Aim of the exercise
Go over the records and copy every line with the string "styled".
** Opening Dataset excerpts block **
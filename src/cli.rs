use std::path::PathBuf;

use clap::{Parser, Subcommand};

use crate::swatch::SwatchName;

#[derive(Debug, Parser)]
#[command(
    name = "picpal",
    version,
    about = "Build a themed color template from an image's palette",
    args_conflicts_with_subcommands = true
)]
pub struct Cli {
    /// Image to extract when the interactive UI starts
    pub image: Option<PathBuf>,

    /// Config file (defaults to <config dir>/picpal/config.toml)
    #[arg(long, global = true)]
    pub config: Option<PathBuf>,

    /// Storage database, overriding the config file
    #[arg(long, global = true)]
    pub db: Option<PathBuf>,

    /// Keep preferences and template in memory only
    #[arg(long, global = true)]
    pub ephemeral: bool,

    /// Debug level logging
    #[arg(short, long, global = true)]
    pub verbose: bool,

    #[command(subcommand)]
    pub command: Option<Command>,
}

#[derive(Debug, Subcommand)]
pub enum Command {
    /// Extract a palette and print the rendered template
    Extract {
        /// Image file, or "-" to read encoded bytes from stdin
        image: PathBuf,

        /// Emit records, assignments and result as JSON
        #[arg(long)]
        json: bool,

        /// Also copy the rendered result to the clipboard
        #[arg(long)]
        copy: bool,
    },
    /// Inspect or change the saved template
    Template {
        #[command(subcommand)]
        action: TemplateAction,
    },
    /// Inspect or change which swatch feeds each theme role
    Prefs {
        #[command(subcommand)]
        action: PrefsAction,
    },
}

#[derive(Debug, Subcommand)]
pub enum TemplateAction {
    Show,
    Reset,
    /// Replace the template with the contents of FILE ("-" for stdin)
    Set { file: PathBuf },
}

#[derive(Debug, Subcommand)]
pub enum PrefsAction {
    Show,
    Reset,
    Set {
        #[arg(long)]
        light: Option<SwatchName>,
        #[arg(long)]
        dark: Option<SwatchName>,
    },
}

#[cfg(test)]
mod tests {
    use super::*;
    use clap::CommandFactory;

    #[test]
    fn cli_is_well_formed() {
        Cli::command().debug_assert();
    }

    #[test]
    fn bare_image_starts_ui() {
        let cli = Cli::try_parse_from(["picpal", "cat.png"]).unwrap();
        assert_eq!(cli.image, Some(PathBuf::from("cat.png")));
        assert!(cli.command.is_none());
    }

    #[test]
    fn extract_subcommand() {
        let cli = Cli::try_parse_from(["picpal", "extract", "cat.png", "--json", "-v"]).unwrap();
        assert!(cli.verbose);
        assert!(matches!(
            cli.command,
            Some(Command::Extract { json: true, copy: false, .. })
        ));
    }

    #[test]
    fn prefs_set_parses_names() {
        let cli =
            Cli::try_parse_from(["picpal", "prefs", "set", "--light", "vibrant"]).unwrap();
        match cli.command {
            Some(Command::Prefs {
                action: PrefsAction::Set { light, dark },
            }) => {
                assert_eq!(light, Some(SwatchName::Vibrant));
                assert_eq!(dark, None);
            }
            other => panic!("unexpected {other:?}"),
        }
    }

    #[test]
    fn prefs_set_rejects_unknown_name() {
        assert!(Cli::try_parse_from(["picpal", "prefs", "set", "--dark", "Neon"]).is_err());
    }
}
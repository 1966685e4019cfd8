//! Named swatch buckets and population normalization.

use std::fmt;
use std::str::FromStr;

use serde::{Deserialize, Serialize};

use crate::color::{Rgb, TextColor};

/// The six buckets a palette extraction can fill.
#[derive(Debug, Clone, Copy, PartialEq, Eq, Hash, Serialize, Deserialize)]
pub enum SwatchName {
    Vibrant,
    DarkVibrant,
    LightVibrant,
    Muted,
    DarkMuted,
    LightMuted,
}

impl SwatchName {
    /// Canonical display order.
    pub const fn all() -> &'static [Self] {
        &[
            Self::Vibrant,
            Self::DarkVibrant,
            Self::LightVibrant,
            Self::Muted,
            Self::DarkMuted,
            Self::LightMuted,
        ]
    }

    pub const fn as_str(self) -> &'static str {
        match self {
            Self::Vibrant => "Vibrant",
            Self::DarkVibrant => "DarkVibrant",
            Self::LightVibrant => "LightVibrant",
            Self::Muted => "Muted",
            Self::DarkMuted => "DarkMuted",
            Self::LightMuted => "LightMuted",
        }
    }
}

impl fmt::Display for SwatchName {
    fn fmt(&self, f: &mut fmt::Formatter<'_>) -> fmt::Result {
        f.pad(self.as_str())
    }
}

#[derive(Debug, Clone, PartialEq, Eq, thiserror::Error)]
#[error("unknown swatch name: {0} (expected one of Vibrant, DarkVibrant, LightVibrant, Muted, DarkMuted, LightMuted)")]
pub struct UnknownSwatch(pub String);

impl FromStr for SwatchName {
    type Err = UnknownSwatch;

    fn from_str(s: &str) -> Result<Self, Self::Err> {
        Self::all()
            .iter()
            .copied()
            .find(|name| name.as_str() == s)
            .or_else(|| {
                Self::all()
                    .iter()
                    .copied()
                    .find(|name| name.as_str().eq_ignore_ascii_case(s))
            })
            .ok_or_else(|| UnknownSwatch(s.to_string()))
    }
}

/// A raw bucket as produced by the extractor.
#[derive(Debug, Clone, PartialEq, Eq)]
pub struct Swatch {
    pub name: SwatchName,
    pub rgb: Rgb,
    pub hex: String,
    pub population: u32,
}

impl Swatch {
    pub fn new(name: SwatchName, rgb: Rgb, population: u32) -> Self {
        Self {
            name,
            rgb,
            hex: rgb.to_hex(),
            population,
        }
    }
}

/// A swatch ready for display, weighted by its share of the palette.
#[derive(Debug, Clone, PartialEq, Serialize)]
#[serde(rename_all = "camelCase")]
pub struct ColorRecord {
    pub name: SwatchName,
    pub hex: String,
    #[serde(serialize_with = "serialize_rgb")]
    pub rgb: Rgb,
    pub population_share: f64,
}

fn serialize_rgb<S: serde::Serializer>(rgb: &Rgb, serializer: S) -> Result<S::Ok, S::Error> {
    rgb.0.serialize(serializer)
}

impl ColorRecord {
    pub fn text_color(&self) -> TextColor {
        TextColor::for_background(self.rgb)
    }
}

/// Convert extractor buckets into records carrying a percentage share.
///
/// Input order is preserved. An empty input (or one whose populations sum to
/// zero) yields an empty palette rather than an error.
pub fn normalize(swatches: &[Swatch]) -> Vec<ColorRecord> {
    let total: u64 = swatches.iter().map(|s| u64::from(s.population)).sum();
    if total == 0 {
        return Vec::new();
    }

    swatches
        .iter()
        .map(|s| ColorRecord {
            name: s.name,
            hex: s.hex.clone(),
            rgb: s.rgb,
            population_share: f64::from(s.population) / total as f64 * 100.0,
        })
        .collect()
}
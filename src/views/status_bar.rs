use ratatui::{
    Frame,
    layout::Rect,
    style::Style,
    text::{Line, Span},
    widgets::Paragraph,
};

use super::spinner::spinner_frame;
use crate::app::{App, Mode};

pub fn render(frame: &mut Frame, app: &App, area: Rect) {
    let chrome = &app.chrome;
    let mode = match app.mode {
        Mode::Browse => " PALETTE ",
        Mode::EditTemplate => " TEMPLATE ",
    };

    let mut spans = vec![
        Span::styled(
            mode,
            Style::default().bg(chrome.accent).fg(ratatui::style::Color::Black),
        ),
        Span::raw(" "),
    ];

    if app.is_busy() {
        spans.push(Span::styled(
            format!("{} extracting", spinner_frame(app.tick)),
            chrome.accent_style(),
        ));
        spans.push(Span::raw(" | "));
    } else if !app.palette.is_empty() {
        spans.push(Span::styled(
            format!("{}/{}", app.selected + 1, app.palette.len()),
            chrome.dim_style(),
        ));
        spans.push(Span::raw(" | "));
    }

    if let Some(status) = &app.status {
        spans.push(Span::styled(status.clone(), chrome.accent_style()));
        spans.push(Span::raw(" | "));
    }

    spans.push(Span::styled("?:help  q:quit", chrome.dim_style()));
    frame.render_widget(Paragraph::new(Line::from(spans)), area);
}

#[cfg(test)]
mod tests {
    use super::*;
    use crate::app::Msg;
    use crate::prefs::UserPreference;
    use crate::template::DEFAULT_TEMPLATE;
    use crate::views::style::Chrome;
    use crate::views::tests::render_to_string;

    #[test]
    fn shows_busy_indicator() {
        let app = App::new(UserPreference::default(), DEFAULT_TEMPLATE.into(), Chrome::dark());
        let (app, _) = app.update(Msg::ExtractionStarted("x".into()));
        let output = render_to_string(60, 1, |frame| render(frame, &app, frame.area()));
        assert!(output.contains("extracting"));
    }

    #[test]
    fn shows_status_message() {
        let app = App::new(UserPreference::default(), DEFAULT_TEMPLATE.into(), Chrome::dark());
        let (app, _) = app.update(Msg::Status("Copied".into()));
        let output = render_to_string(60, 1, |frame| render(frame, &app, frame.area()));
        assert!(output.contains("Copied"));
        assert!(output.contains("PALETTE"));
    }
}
** Closing Dataset excerpts block **
** Opening Dataset excerpts block **
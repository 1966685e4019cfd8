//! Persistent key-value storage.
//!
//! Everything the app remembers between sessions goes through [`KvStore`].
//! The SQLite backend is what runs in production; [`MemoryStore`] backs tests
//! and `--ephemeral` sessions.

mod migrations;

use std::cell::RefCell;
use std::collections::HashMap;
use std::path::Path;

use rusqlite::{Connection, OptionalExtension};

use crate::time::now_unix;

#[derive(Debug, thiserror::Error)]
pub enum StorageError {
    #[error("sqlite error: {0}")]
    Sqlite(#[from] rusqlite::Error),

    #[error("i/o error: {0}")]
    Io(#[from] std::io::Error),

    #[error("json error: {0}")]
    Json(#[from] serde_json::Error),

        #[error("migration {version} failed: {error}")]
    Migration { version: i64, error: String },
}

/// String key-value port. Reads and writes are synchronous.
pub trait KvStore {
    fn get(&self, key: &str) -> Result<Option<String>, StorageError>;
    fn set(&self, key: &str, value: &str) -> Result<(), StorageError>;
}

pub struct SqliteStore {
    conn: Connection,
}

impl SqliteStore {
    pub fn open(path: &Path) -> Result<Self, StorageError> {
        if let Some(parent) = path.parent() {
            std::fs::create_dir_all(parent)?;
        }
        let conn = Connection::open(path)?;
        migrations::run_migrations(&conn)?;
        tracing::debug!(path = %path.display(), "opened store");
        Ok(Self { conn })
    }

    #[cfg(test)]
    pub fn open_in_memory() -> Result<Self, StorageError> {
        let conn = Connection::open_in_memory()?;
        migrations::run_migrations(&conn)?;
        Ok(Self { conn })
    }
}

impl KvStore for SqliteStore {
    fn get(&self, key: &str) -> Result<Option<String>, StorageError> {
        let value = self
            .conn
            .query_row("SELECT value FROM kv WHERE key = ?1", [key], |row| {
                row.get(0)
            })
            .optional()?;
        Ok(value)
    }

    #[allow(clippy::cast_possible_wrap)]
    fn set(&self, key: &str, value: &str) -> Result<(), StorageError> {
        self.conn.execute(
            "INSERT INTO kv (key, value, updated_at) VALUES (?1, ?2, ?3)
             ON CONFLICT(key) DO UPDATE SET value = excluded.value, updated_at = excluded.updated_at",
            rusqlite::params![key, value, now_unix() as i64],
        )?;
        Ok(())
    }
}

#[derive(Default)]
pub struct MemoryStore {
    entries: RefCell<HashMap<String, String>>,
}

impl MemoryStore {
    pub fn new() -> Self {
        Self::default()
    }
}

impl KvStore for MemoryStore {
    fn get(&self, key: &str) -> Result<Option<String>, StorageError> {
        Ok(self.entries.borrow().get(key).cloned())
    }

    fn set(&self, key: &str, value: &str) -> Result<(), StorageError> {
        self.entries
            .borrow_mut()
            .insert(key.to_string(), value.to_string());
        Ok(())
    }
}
** Closing Dataset excerpts block **
Your response
        Span::styled(
        spans.push(Span::styled(
        spans.push(Span::styled(
        spans.push(Span::styled(status.clone(), chrome.accent_style()));
    spans.push(Span::styled("?:help  q:quit", chrome.dim_style()));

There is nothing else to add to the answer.